4) La mia droga si chiama Julie
A metà strada tra il thriller psicologico e il dramma sentimentale, un film capace di avvincere lo spettatore fin dalle sequenze iniziali che restituiscono con grande realismo quel conturbante alone di mistero che pervade la pellicola. In quest’opera, François Truffaut esplicita il tema della conoscenza, rappresentando la tensione erotica che si crea tra i due protagonisti con ardente palpito ma senza distruttività. Memorabile la coppia formata da Belmondo e Catherine Deneuve, due icone del cinema francese e sex symbol dell’epoca, perfettamente calati nei panni di personaggi tanto affascinanti quanto problematici. Curiosità: La Siréne du Mississipi, il romanzo che ha ispirato il film, compare all’inizio di Baci rubati (1968): è il libro che Antoine Doinel è intento a leggere.
3) Lo spione
Noir che guarda al cinema americano ma in cui Jean-Pierre Melville mantiene un’impronta personale, unendo allo scavo psicologico e alla dimensione più intimista una buona tensione spettacolare, solo in apparenza convenzionale. L’azione è sapientemente centellinata e i colpi di scena non mancano, ma il regista è principalmente interessato a raccontare, più che la risoluzione dell’intreccio giallo, l’amicizia virile come unica forza capace di sostenere dei perdenti destinati alla sconfitta, che vedono vanificati tutti i loro sforzi per cercare di cogliere in contropiede un destino beffardo e si trovano a dover agire in un mondo che ha rigettato ogni sentimentalismo, ammantato da un costante clima di sospetto e inquietudine. Gran prova di Belmondo, ma Serge Reggiani non è da meno.
2) Il bandito delle 11
Concitato, sovversivo, indimenticabile: Il bandito delle 11 è una delle opere più importanti firmate da Jean-Luc Godard. Lo si può definire una summa di tutto ciò che il cineasta transalpino ha fatto fino a quel momento, ma mai come in questo caso il regista ha dato tanta importanza al colore e a una struttura frammentata e lucidamente sperimentale. In perenne crescita con il passare dei minuti, raggiunge l’apice nel memorabile finale in cui Belmondo, dopo essersi dipinto il volto di blu, si lega intorno al capo una fila di candelotti di dinamite rossi e gialli. È uno dei suicidi più angoscianti dell’intera storia del cinema, perfetta conclusione esplosiva del primo periodo godardiano. Il titolo originale, Pierrot le fou, fa riferimento al nome con cui Marianne chiama il personaggio maschile.

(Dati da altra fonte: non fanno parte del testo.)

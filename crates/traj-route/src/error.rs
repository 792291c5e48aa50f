//! Route error type.

use thiserror::Error;

use traj_core::GeoError;

/// Errors produced by `traj-route`.
#[derive(Debug, Error)]
pub enum RouteError {
    #[error("invalid argument: {0}")]
    InvalidArgument(String),

    /// Reference-system or timestamp mismatch on insertion.
    #[error("incompatible append: {0}")]
    IncompatibleAppend(String),

    /// Operation not defined for the route's composition.
    #[error("unsupported operation: {0}")]
    UnsupportedOperation(String),

    #[error("index {index} out of range for route of length {len}")]
    IndexOutOfRange { index: usize, len: usize },

    #[error(transparent)]
    Geo(#[from] GeoError),

    #[error("coordinate codec error: {0}")]
    Codec(#[from] serde_json::Error),

    #[error("trip parse error: {0}")]
    Parse(String),

    #[error("I/O error: {0}")]
    Io(#[from] std::io::Error),
}

pub type RouteResult<T> = Result<T, RouteError>;
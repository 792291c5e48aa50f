//! Spatial-subsystem error type.

use thiserror::Error;

use traj_core::GeoError;
use traj_route::RouteError;

/// Errors produced by `traj-spatial` and by collaborator implementations.
#[derive(Debug, Error)]
pub enum SpatialError {
    /// The geocoder found no segment for the point.
    #[error("no segment matches {0}")]
    NoMatch(String),

    #[error("no route from {from} to {to}")]
    NoRoute { from: String, to: String },

    /// Remote service failure (timeout, HTTP error, malformed reply).
    #[error("service unavailable: {0}")]
    Unavailable(String),

    #[error("speed must be positive and finite, got {0} km/h")]
    InvalidSpeed(f64),

    #[error(transparent)]
    Geo(#[from] GeoError),

    #[error(transparent)]
    Route(#[from] RouteError),

    #[error("segment parse error: {0}")]
    Parse(String),

    #[error("I/O error: {0}")]
    Io(#[from] std::io::Error),
}

impl SpatialError {
    /// `true` for per-query failures a caller may skip or replace with an
    /// estimate, including transport and reply-parsing failures inside a
    /// collaborator; `false` for errors in the caller's own input or setup.
    pub fn is_recoverable(&self) -> bool {
        matches!(
            self,
            SpatialError::NoMatch(_)
                | SpatialError::NoRoute { .. }
                | SpatialError::Unavailable(_)
                | SpatialError::Parse(_)
                | SpatialError::Io(_)
        )
    }
}

pub type SpatialResult<T> = Result<T, SpatialError>;
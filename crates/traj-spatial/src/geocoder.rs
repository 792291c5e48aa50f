//! Reverse geocoding: point → road segment.
//!
//! # Segment index
//!
//! [`SegmentIndex`] holds one or more anchor points per segment in an R-tree
//! (via `rstar`) keyed on `[lon, lat]` degrees and answers with the segment
//! of the nearest anchor.  Nearest-anchor search uses planar distance in
//! degree space, which ranks correctly within a city; the optional snap
//! threshold is then checked with the haversine distance.
//!
//! # CSV format
//!
//! ```csv
//! segment_id,lon,lat
//! 4242,-8.6110,41.1470
//! 4242,-8.6102,41.1475
//! 977,-8.6000,41.1600
//! ```

use std::io::Read;
use std::path::Path;

use rstar::{AABB, PointDistance, RTree, RTreeObject};
use serde::Deserialize;

use traj_core::{CoordinatesUnit, Point, SegmentId, get_distance};

use crate::{SpatialError, SpatialResult};

// ── Geocoder trait ────────────────────────────────────────────────────────────

/// Reverse-geocoding collaborator.
///
/// # Thread safety
///
/// Implementations must be `Send + Sync` so one geocoder can serve parallel
/// ingestion partitions.
pub trait Geocoder: Send + Sync {
    /// Segment under `point` (latlon).  A failed lookup should be reported as
    /// [`SpatialError::NoMatch`] or [`SpatialError::Unavailable`] so callers
    /// can skip it.
    fn reverse_geocode(&self, point: &Point) -> SpatialResult<SegmentId>;
}

impl<G: Geocoder + ?Sized> Geocoder for &G {
    fn reverse_geocode(&self, point: &Point) -> SpatialResult<SegmentId> {
        (**self).reverse_geocode(point)
    }
}

// ── R-tree entry ──────────────────────────────────────────────────────────────

#[derive(Debug, Clone, Copy)]
struct AnchorEntry {
    point: [f64; 2], // [lon, lat] degrees
    id:    SegmentId,
}

impl RTreeObject for AnchorEntry {
    type Envelope = AABB<[f64; 2]>;
    fn envelope(&self) -> Self::Envelope {
        AABB::from_point(self.point)
    }
}

impl PointDistance for AnchorEntry {
    fn distance_2(&self, point: &[f64; 2]) -> f64 {
        let dlon = self.point[0] - point[0];
        let dlat = self.point[1] - point[1];
        dlon * dlon + dlat * dlat
    }
}

// ── SegmentIndex ──────────────────────────────────────────────────────────────

/// Immutable nearest-anchor reverse geocoder.
#[derive(Debug)]
pub struct SegmentIndex {
    tree:       RTree<AnchorEntry>,
    max_snap_m: Option<f64>,
}

impl SegmentIndex {
    pub fn builder() -> SegmentIndexBuilder {
        SegmentIndexBuilder::new()
    }

    pub fn len(&self) -> usize {
        self.tree.size()
    }

    pub fn is_empty(&self) -> bool {
        self.tree.size() == 0
    }

    pub fn max_snap_m(&self) -> Option<f64> {
        self.max_snap_m
    }

    /// Reject matches farther than `metres` from the queried point.
    pub fn with_max_snap_m(mut self, metres: Option<f64>) -> Self {
        self.max_snap_m = metres;
        self
    }

    /// Nearest anchor's segment and its haversine distance in metres.
    /// `None` only if the index is empty.
    pub fn nearest(&self, point: &Point) -> SpatialResult<Option<(SegmentId, f64)>> {
        let query = point.in_unit(CoordinatesUnit::Degrees)?;
        let Some(entry) = self.tree.nearest_neighbor(&query.coords()) else {
            return Ok(None);
        };
        let anchor = Point::latlon(entry.point[0], entry.point[1], CoordinatesUnit::Degrees)?;
        Ok(Some((entry.id, get_distance(&query, &anchor)?)))
    }
}

impl Geocoder for SegmentIndex {
    fn reverse_geocode(&self, point: &Point) -> SpatialResult<SegmentId> {
        match self.nearest(point)? {
            None => Err(SpatialError::NoMatch(format!("{point} (empty segment index)"))),
            Some((_, metres)) if self.max_snap_m.is_some_and(|max| metres > max) => {
                Err(SpatialError::NoMatch(format!("{point} (nearest anchor {metres:.0} m away)")))
            }
            Some((id, _)) => Ok(id),
        }
    }
}

// ── Builder ───────────────────────────────────────────────────────────────────

/// Collects anchors, then bulk-loads the R-tree.
#[derive(Debug, Default)]
pub struct SegmentIndexBuilder {
    anchors:    Vec<AnchorEntry>,
    max_snap_m: Option<f64>,
}

impl SegmentIndexBuilder {
    pub fn new() -> Self {
        Self::default()
    }

    /// Add an anchor for `id`.  `point` must be latlon; it is stored in
    /// degrees.
    pub fn add_anchor(&mut self, id: SegmentId, point: &Point) -> SpatialResult<&mut Self> {
        let p = point.in_unit(CoordinatesUnit::Degrees)?;
        self.anchors.push(AnchorEntry { point: p.coords(), id });
        Ok(self)
    }

    pub fn max_snap_m(&mut self, metres: Option<f64>) -> &mut Self {
        self.max_snap_m = metres;
        self
    }

    pub fn anchor_count(&self) -> usize {
        self.anchors.len()
    }

    /// O(N log N) bulk load.
    pub fn build(self) -> SegmentIndex {
        SegmentIndex {
            tree:       RTree::bulk_load(self.anchors),
            max_snap_m: self.max_snap_m,
        }
    }
}

// ── CSV loading ───────────────────────────────────────────────────────────────

#[derive(Deserialize)]
struct SegmentRecord {
    segment_id: u64,
    lon:        f64,
    lat:        f64,
}

/// Load a [`SegmentIndex`] from a `segment_id,lon,lat` CSV file.
pub fn load_segments_csv(path: &Path) -> SpatialResult<SegmentIndex> {
    let file = std::fs::File::open(path).map_err(SpatialError::Io)?;
    load_segments_reader(file)
}

/// Like [`load_segments_csv`] but accepts any `Read` source.
pub fn load_segments_reader<R: Read>(reader: R) -> SpatialResult<SegmentIndex> {
    let mut csv_reader = csv::Reader::from_reader(reader);
    let mut builder = SegmentIndexBuilder::new();

    for result in csv_reader.deserialize::<SegmentRecord>() {
        let row = result.map_err(|e| SpatialError::Parse(e.to_string()))?;
        let point = Point::latlon(row.lon, row.lat, CoordinatesUnit::Degrees)?;
        builder.add_anchor(SegmentId(row.segment_id), &point)?;
    }

    log::debug!("loaded {} segment anchors", builder.anchor_count());
    Ok(builder.build())
}
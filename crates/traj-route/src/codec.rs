//! Coordinate text codec.
//!
//! Routes and points persist as JSON arrays of pairs, `[[x, y], …]` and
//! `[[x, y]]`.  Only coordinates are written; the reference system and unit
//! are fixed by the consumer (location tables store latlon degrees).

use traj_core::{CoordinatesUnit, GeoReferenceSystem, Point};

use crate::{Route, RouteError, RouteResult};

/// Encode raw coordinate pairs.
pub fn encode_coords(coords: &[[f64; 2]]) -> RouteResult<String> {
    Ok(serde_json::to_string(coords)?)
}

/// Encode the points of `route`, dropping timestamps.
pub fn encode_route(route: &Route) -> RouteResult<String> {
    let coords: Vec<[f64; 2]> = route.iter().map(Point::coords).collect();
    encode_coords(&coords)
}

/// Encode a single point as a one-element array.
pub fn encode_point(point: &Point) -> RouteResult<String> {
    encode_coords(&[point.coords()])
}

/// Decode `[[x, y], …]` into an untimed route with the given tags.
pub fn decode_route(
    text: &str,
    reference: GeoReferenceSystem,
    unit: CoordinatesUnit,
) -> RouteResult<Route> {
    let coords: Vec<[f64; 2]> = serde_json::from_str(text)?;
    let points = coords
        .into_iter()
        .map(|[x, y]| Point::new(x, y, reference, unit))
        .collect::<Result<Vec<_>, _>>()?;
    Route::from_waypoints(points)
}

/// Decode a one-element `[[x, y]]` array.
///
/// # Errors
///
/// [`RouteError::InvalidArgument`] if the array does not hold exactly one pair.
pub fn decode_point(
    text: &str,
    reference: GeoReferenceSystem,
    unit: CoordinatesUnit,
) -> RouteResult<Point> {
    let coords: Vec<[f64; 2]> = serde_json::from_str(text)?;
    match coords.as_slice() {
        [[x, y]] => Ok(Point::new(*x, *y, reference, unit)?),
        other => Err(RouteError::InvalidArgument(format!(
            "expected a single coordinate pair, got {}",
            other.len()
        ))),
    }
}
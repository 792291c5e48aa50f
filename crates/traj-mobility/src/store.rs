//! Storage of the aggregate tables.
//!
//! [`ModelStore`] is the seam between the aggregator and its persistence.
//! Backends provide keyed reads and writes; the upsert, probability rebuild
//! and candidate query have default implementations on top of those that a
//! backend may replace with native equivalents (see `SqliteStore`).
//!
//! Probabilities are a rebuildable view: upserts leave them untouched, so
//! they reflect the data as of the last rebuild and a transition first seen
//! afterwards reports `None`.

use rustc_hash::FxHashMap;

use traj_core::{Point, SegmentId, Weekday};

use crate::record::{
    LocationRecord, Transition, TransitionKey, TransitionRecord, transition_probabilities,
};
use crate::MobilityResult;

// ── ModelStore trait ──────────────────────────────────────────────────────────

/// Keyed storage for transitions, probabilities and locations.
pub trait ModelStore {
    fn find_transition(&self, key: &TransitionKey) -> MobilityResult<Option<Transition>>;

    /// Insert or overwrite the record stored under `record.key`.
    fn put_transition(&mut self, record: TransitionRecord) -> MobilityResult<()>;

    fn find_location(&self, segment_id: SegmentId) -> MobilityResult<Option<LocationRecord>>;

    /// Insert or overwrite the record stored under `record.segment_id`.
    fn put_location(&mut self, record: LocationRecord) -> MobilityResult<()>;

    /// Every transition, ordered by [`TransitionKey::sort_key`].
    fn transitions(&self) -> MobilityResult<Vec<Transition>>;

    /// Every location, ordered by segment id.
    fn locations(&self) -> MobilityResult<Vec<LocationRecord>>;

    /// Drop the probability view and replace it with `probabilities`.
    fn replace_probabilities(
        &mut self,
        probabilities: FxHashMap<TransitionKey, f64>,
    ) -> MobilityResult<()>;

    // ── Provided ──────────────────────────────────────────────────────────

    /// Count one observation of `key`, creating the row on first sight.
    fn upsert_transition(
        &mut self,
        key: TransitionKey,
        distance_m: f64,
        duration_s: f64,
    ) -> MobilityResult<()> {
        let record = match self.find_transition(&key)? {
            Some(existing) => {
                let mut r = existing.record;
                r.observe(distance_m, duration_s);
                r
            }
            None => TransitionRecord::first(key, distance_m, duration_s),
        };
        self.put_transition(record)
    }

    /// Record `point` against `segment_id`.  Returns `true` if the location
    /// changed (new segment or new distinct point).
    fn upsert_location(&mut self, segment_id: SegmentId, point: &Point) -> MobilityResult<bool> {
        match self.find_location(segment_id)? {
            Some(mut existing) => {
                if !existing.observe(point)? {
                    return Ok(false);
                }
                self.put_location(existing)?;
            }
            None => self.put_location(LocationRecord::first(segment_id, point)?)?,
        }
        Ok(true)
    }

    /// Recompute every probability from the transitions table.
    fn rebuild_probabilities(&mut self) -> MobilityResult<()> {
        let records: Vec<TransitionRecord> =
            self.transitions()?.into_iter().map(|t| t.record).collect();
        self.replace_probabilities(transition_probabilities(&records))
    }

    /// Transitions leaving `segment_from` on `weekday`, excluding any whose
    /// destination is in `forbidden`, ordered by destination.
    fn find_possible_transitions(
        &self,
        segment_from: SegmentId,
        forbidden: &[SegmentId],
        weekday: Weekday,
    ) -> MobilityResult<Vec<Transition>> {
        Ok(self
            .transitions()?
            .into_iter()
            .filter(|t| {
                let k = t.key();
                k.segment_from == segment_from
                    && k.weekday == weekday
                    && !forbidden.contains(&k.segment_to)
            })
            .collect())
    }
}

// ── MemoryStore ───────────────────────────────────────────────────────────────

/// In-process store backed by hash maps.
///
/// Used for tests, for CSV import, and as the per-partition store of
/// parallel ingestion; stores merge additively with [`MemoryStore::merge`].
#[derive(Debug, Default, Clone)]
pub struct MemoryStore {
    transitions:   FxHashMap<TransitionKey, TransitionRecord>,
    probabilities: FxHashMap<TransitionKey, f64>,
    locations:     FxHashMap<SegmentId, LocationRecord>,
}

impl MemoryStore {
    pub fn new() -> Self {
        Self::default()
    }

    pub fn transition_count(&self) -> usize {
        self.transitions.len()
    }

    pub fn location_count(&self) -> usize {
        self.locations.len()
    }

    /// Fold `other` into `self`: counts and sums add, observed points union.
    /// The probability view is cleared; rebuild it after merging.
    pub fn merge(&mut self, other: MemoryStore) -> MobilityResult<()> {
        for (key, record) in other.transitions {
            self.transitions
                .entry(key)
                .and_modify(|r| r.absorb(&record))
                .or_insert(record);
        }
        for (id, location) in other.locations {
            match self.locations.get_mut(&id) {
                Some(existing) => existing.absorb(&location)?,
                None => {
                    self.locations.insert(id, location);
                }
            }
        }
        self.probabilities.clear();
        Ok(())
    }

    fn with_probability(&self, record: &TransitionRecord) -> Transition {
        Transition {
            record:      *record,
            probability: self.probabilities.get(&record.key).copied(),
        }
    }
}

impl ModelStore for MemoryStore {
    fn find_transition(&self, key: &TransitionKey) -> MobilityResult<Option<Transition>> {
        Ok(self.transitions.get(key).map(|r| self.with_probability(r)))
    }

    fn put_transition(&mut self, record: TransitionRecord) -> MobilityResult<()> {
        self.transitions.insert(record.key, record);
        Ok(())
    }

    fn find_location(&self, segment_id: SegmentId) -> MobilityResult<Option<LocationRecord>> {
        Ok(self.locations.get(&segment_id).cloned())
    }

    fn put_location(&mut self, record: LocationRecord) -> MobilityResult<()> {
        self.locations.insert(record.segment_id, record);
        Ok(())
    }

    fn transitions(&self) -> MobilityResult<Vec<Transition>> {
        let mut out: Vec<Transition> =
            self.transitions.values().map(|r| self.with_probability(r)).collect();
        out.sort_by_key(|t| t.key().sort_key());
        Ok(out)
    }

    fn locations(&self) -> MobilityResult<Vec<LocationRecord>> {
        let mut out: Vec<LocationRecord> = self.locations.values().cloned().collect();
        out.sort_by_key(|l| l.segment_id);
        Ok(out)
    }

    fn replace_probabilities(
        &mut self,
        probabilities: FxHashMap<TransitionKey, f64>,
    ) -> MobilityResult<()> {
        self.probabilities = probabilities;
        Ok(())
    }
}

1) Fino all’ultimo respiro
Manifesto della Nouvelle Vague, capolavoro di Jean-Luc Godard, capostipite del cinema moderno: è stato chiamato in tanti modi Fino all’ultimo respiro, ma qualsiasi definizione, forse, non basta a renderne la portata epocale. Indubbiamente tra gli esordi più impressionanti di sempre, l’opera prima di Godard si avvale della collaborazione di François Truffaut (autore del soggetto), di una coppia di attori in stato di grazia (con Belmondo al primo ruolo memorabile della carriera) e di un montaggio (Cécile Decugis) da antologia. Mettendo in pratica le idee innovative che i “giovani turchi” promuovevano sulle colonne dei Cahiers du Cinéma, il regista costruisce un grande omaggio al cinema del passato con uno sguardo, però, proiettato verso il futuro.